Divide the group into teams of three or four. (If you have five or fewer participants in all, just do this with the whole group together.) Distribute blank paper, tape, and markers. Explain that each group is going to do two things. First, they will name ways transgender and nonbinary people could benefit from better support; examples might include gaining better access to medical care and more easily changing identity documents.

Next, they will build a paper tower of these benefits. An example of the exercise can be found on the Playmeo website. They should first decide how to fold or roll the sheets of paper in order to stack them; they should use at least eight sheets and stack them at least three levels high. Then they should write one benefit they named on each sheet, in such a way that it can be read when the sheets are folded and stacked. The most critical need or needs should be on the top level.

After each team has constructed their tower, come back together and engage these questions.

  • Why did you identify these needs?
  • Which did you decide was most important, and why?

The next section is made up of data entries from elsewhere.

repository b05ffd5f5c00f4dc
use crate::model::task::{Task, TaskId};

/// Tasks belonging to `context`, in backing order.
pub fn filtered_view<'a>(tasks: &'a [Task], context: &str) -> Vec<&'a Task> {
    tasks.iter().filter(|t| t.context == context).collect()
}

/// Number of tasks in `context`
pub fn filtered_count(tasks: &[Task], context: &str) -> usize {
    tasks.iter().filter(|t| t.context == context).count()
}

/// Identity of the task at `position` within the filtered view of `context`.
pub fn id_at(tasks: &[Task], context: &str, position: usize) -> Option<TaskId> {
    tasks
        .iter()
        .filter(|t| t.context == context)
        .nth(position)
        .map(|t| t.id)
}

/// Position of a task within its context's filtered view.
pub fn filtered_position(tasks: &[Task], context: &str, id: TaskId) -> Option<usize> {
    tasks
        .iter()
        .filter(|t| t.context == context)
        .position(|t| t.id == id)
}

/// Backing index of the task with identity `id`.
pub fn find_index(tasks: &[Task], id: TaskId) -> Option<usize> {
    tasks.iter().position(|t| t.id == id)
}

pub fn find_task(tasks: &[Task], id: TaskId) -> Option<&Task> {
    tasks.iter().find(|t| t.id == id)
}

/// Append a new task and bump the identity counter. Returns the new identity.
pub fn append(
    tasks: &mut Vec<Task>,
    next_id: &mut TaskId,
    text: &str,
    context: &str,
) -> TaskId {
    let id = *next_id;
    tasks.push(Task::new(id, text, context));
    *next_id += 1;
    id
}

/// Apply `f` to the task with identity `id`. Returns false (and does
/// nothing) if no such task exists.
pub fn mutate<F>(tasks: &mut [Task], id: TaskId, f: F) -> bool
where
    F: FnOnce(&mut Task),
{
    match tasks.iter_mut().find(|t| t.id == id) {
        Some(task) => {
            f(task);
            true
        }
        None => false,
    }
}

/// Remove the task with identity `id`, returning it.
pub fn remove(tasks: &mut Vec<Task>, id: TaskId) -> Option<Task> {
    let idx = find_index(tasks, id)?;
    Some(tasks.remove(idx))
}

/// Swap two tasks in the backing collection by identity. Filtered
/// neighbours are not necessarily backing neighbours, so both identities are
/// resolved first.
pub fn swap(tasks: &mut [Task], a: TaskId, b: TaskId) -> bool {
    match (find_index(tasks, a), find_index(tasks, b)) {
        (Some(ia), Some(ib)) => {
            tasks.swap(ia, ib);
            true
        }
        _ => false,
    }
}

/// Move the task at filtered `position` of `context` one step up (`delta`
/// < 0) or down (`delta` > 0) within that context. Returns the new filtered
/// position, or None at a boundary.
pub fn shift_within_context(
    tasks: &mut [Task],
    context: &str,
    position: usize,
    delta: isize,
) -> Option<usize> {
    let target = position.checked_add_signed(delta)?;
    let moving = id_at(tasks, context, position)?;
    let other = id_at(tasks, context, target)?;
    swap(tasks, moving, other).then_some(target)
}

/// Remove every tag whose flag in `checks` is set. Returns the number removed.
pub fn remove_checked_tags(task: &mut Task, checks: &[bool]) -> usize {
    let before = task.tags.len();
    let mut flags = checks.iter();
    task.tags
        .retain(|_| !flags.next().copied().unwrap_or(false));
    before - task.tags.len()
}

#[cfg(test)]
mod tests {
    use super::*;
    use pretty_assertions::assert_eq;

    /// Interleaved contexts so that filtered neighbours are not backing neighbours
    fn interleaved() -> Vec<Task> {
        vec![
            Task::new(1, "w1", "Work"),
            Task::new(2, "h1", "Home"),
            Task::new(3, "w2", "Work"),
            Task::new(4, "h2", "Home"),
            Task::new(5, "w3", "Work"),
        ]
    }

    fn ids(tasks: &[Task]) -> Vec<TaskId> {
        tasks.iter().map(|t| t.id).collect()
    }

    #[test]
    fn filtered_view_keeps_backing_order() {
        let tasks = interleaved();
        let work: Vec<TaskId> = filtered_view(&tasks, "Work").iter().map(|t| t.id).collect();
        assert_eq!(work, vec![1, 3, 5]);
        assert_eq!(filtered_count(&tasks, "Home"), 2);
        assert!(filtered_view(&tasks, "Nowhere").is_empty());
    }

    #[test]
    fn position_and_identity_round_trip() {
        let tasks = interleaved();
        assert_eq!(id_at(&tasks, "Home", 1), Some(4));
        assert_eq!(filtered_position(&tasks, "Home", 4), Some(1));
        assert_eq!(id_at(&tasks, "Home", 2), None);
        assert_eq!(find_index(&tasks, 4), Some(3));
        assert_eq!(find_index(&tasks, 99), None);
    }

    #[test]
    fn append_assigns_counter_and_increments() {
        let mut tasks = interleaved();
        let mut next = 6;
        let id = append(&mut tasks, &mut next, "Buy milk", "Work");
        assert_eq!(id, 6);
        assert_eq!(next, 7);
        assert_eq!(tasks.last().map(|t| t.text.as_str()), Some("Buy milk"));
    }

    #[test]
    fn mutate_and_remove_missing_id_are_noops() {
        let mut tasks = interleaved();
        let before = tasks.clone();
        assert!(!mutate(&mut tasks, 42, |t| t.done = true));
        assert!(remove(&mut tasks, 42).is_none());
        assert_eq!(tasks, before);
    }

    #[test]
    fn mutate_targets_identity() {
        let mut tasks = interleaved();
        assert!(mutate(&mut tasks, 3, |t| t.done = true));
        assert!(tasks[2].done);
        assert!(!tasks[0].done);
    }

    #[test]
    fn shift_swaps_filtered_neighbours_across_gaps() {
        let mut tasks = interleaved();
        // Work: [1, 3, 5]; move position 0 down
        assert_eq!(shift_within_context(&mut tasks, "Work", 0, 1), Some(1));
        assert_eq!(ids(&tasks), vec![3, 2, 1, 4, 5]);
        // Home tasks untouched in place
        assert_eq!(tasks[1].id, 2);
        assert_eq!(tasks[3].id, 4);
        assert!(tasks.iter().all(|t| (t.id % 2 == 1) == (t.context == "Work")));
    }

    #[test]
    fn shift_stops_at_boundaries() {
        let mut tasks = interleaved();
        assert_eq!(shift_within_context(&mut tasks, "Work", 0, -1), None);
        assert_eq!(shift_within_context(&mut tasks, "Work", 2, 1), None);
        assert_eq!(ids(&tasks), vec![1, 2, 3, 4, 5]);
    }

    #[test]
    fn remove_checked_tags_keeps_unchecked_order() {
        let mut task = Task::new(1, "x", "Work");
        task.tags = vec!["a".into(), "b".into(), "c".into(), "d".into()];
        let removed = remove_checked_tags(&mut task, &[false, true, false, true]);
        assert_eq!(removed, 2);
        assert_eq!(task.tags, vec!["a", "c"]);
    }

    #[test]
    fn remove_checked_tags_with_short_checklist() {
        let mut task = Task::new(1, "x", "Work");
        task.tags = vec!["a".into(), "b".into()];
        assert_eq!(remove_checked_tags(&mut task, &[true]), 1);
        assert_eq!(task.tags, vec!["b"]);
    }
}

Building a Grid of Care (15 mins)

The process of coming into full authenticity is harder right now because the media and some political activists continue to other transgender and nonbinary people. That means those participating in these affinity group sessions may feel additional stress. Mental health practitioners note that increased stress can generate increased fatigue, difficulty in committing to work or leisure activities, a negative or pessimistic attitude, and a general dissatisfaction with life, among other things.

This exercise will help participants develop a self-care grid that can be used not only throughout these sessions but also in day-to-day living.

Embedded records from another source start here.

pub mod config;
pub mod context;
pub mod document;
pub mod task;

pub use config::*;
pub use context::*;
pub use document::*;
pub use task::*;
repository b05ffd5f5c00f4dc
pub mod unicode;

To begin, provide a copy of Handout 1-4: Grid of Care Worksheet (printed front and back) and a writing utensil for each participant. Explain that the categories identified in the grid are kinds of health factors: the things that support us as humans and allow us to thrive.

Invite each person to take 5 minutes to jot down, on side A of the handout, some things they have access to that provide support in the categories identified on the handout. For instance, safe housing is a form of physical support, supportive family is a form of emotional support, and an affirming congregation is a form of spiritual support.

After 5 minutes, divide the participants into groups of three or four again. Invite them to spend the next 5 minutes discussing how some of the authors in Authentic Selves meet their own care needs, referring back to the Paper Tower exercise to identify communal and personal needs. They can jot down notes and page numbers on the B side of the handout.

After the group time, come back together for 2–3 minutes to allow each group to share some of their notes. (If your group is too small to divide, you can take more time for discussion.)

Close the exercise by encouraging each person to continue developing their own grid of care. Once they have a grid that feels complete, direct them to take the time to develop an implementation strategy on how to incorporate the listed activities into their lives or to nurture and grow their community connections.

Closing and Chalice Extinguishing (5 mins)

Use the following words as you extinguish your chalice:

We extinguish our chalice using the words of Rhett Bolen on page 136 of Authentic Selves: “You are allowed to take as long as you need to be you. Never stop discovering yourself.”